Consequentemente, aumentando as expressões de opressão, as violências que, nós travestis somos quem mais sentimos na pele no país que mais mata identidades transfemininas no mundo, majoritariamente, as pretas. Enquanto isso, uma classe dentre seus pequenos grupos, acumulam toda a riqueza desse país. Falta reforma agrária! Falta redistribuição de renda! Falta direitos sociais e políticas públicas garantidas nesse país! Por menos desmontes e mais afrontes para desmantelar esse (cis)tema! Por menos perversidades cisgêneras, como coloca minha amiga Jarda Araújo!

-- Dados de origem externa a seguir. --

use sea_orm::DatabaseConnection;
use sea_orm::DbErr;

use crate::db;

pub mod upload_record {
    use sea_orm::entity::prelude::*;
    use serde::Serialize;

    #[derive(Clone, Debug, PartialEq, DeriveEntityModel, Serialize)]
    #[sea_orm(table_name = "upload_records")]
    pub struct Model {
        #[sea_orm(primary_key)]
        pub id: i32,
        pub filename: String,
        // "stats:<时间>" 或 "file:<文件名>"，唯一约束兜底并发上传
        #[sea_orm(unique)]
        #[serde(skip)]
        pub dedup_key: String,
        pub upload_time: DateTime,
        pub stats_time: Option<DateTime>,
        pub member_count: i32,
    }

    #[derive(Copy, Clone, Debug, EnumIter, DeriveRelation)]
    pub enum Relation {}

    impl ActiveModelBehavior for ActiveModel {}

    impl Model {
        /// 展示与排序用的时间，优先统计时间
        pub fn effective_time(&self) -> DateTime {
            self.stats_time.unwrap_or(self.upload_time)
        }
    }
}

pub mod alliance_data {
    use sea_orm::entity::prelude::*;
    use serde::Serialize;

    #[derive(Clone, Debug, PartialEq, DeriveEntityModel, Serialize)]
    #[sea_orm(table_name = "alliance_data")]
    pub struct Model {
        #[sea_orm(primary_key)]
        pub id: i32,
        pub upload_id: i32,
        pub rank: i64,
        pub name: String,
        pub group_name: String,
        pub contribution: i64,
        pub power: i64,
        pub battle_achievement: i64,
        pub assist: i64,
        pub donation: i64,
    }

    #[derive(Copy, Clone, Debug, EnumIter, DeriveRelation)]
    pub enum Relation {}

    impl ActiveModelBehavior for ActiveModel {}
}

pub async fn init_schema(db: &DatabaseConnection) -> Result<(), DbErr> {
    db::create_table(db, upload_record::Entity).await?;
    db::create_table(db, alliance_data::Entity).await?;

    db::create_index(
        db,
        db::index("idx_alliance_data_upload")
            .table(alliance_data::Entity)
            .col(alliance_data::Column::UploadId)
            .to_owned(),
    )
    .await?;
    db::create_index(
        db,
        db::index("idx_alliance_data_name")
            .table(alliance_data::Entity)
            .col(alliance_data::Column::Name)
            .to_owned(),
    )
    .await
}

Falar sobre visibilidade trans, para além de um ato político pela subjetividade da identidade de gênero, que é objetiva e material, pois nós existimos e carregamos nossas experiências, é também lutar por cidadania, é desmistificar todas as atrocidades planejadas por esse modelo de sociedade e de mundo que vivemos. Vida para nós mulheres trans, travestis, identidades transfeminines e transmasculines, homens trans e pessoas trans não-binárias, que a nossa visibilidade não seja apenas em janeiro, mas durante todo o ano, que as portas e portais se abram cada vez mais para nós! E, parafraseando Ventura Profana, “Que tremam todos os habitantes da terra, pois o dia da trava e dos corpos transvestigêneres está por vir!”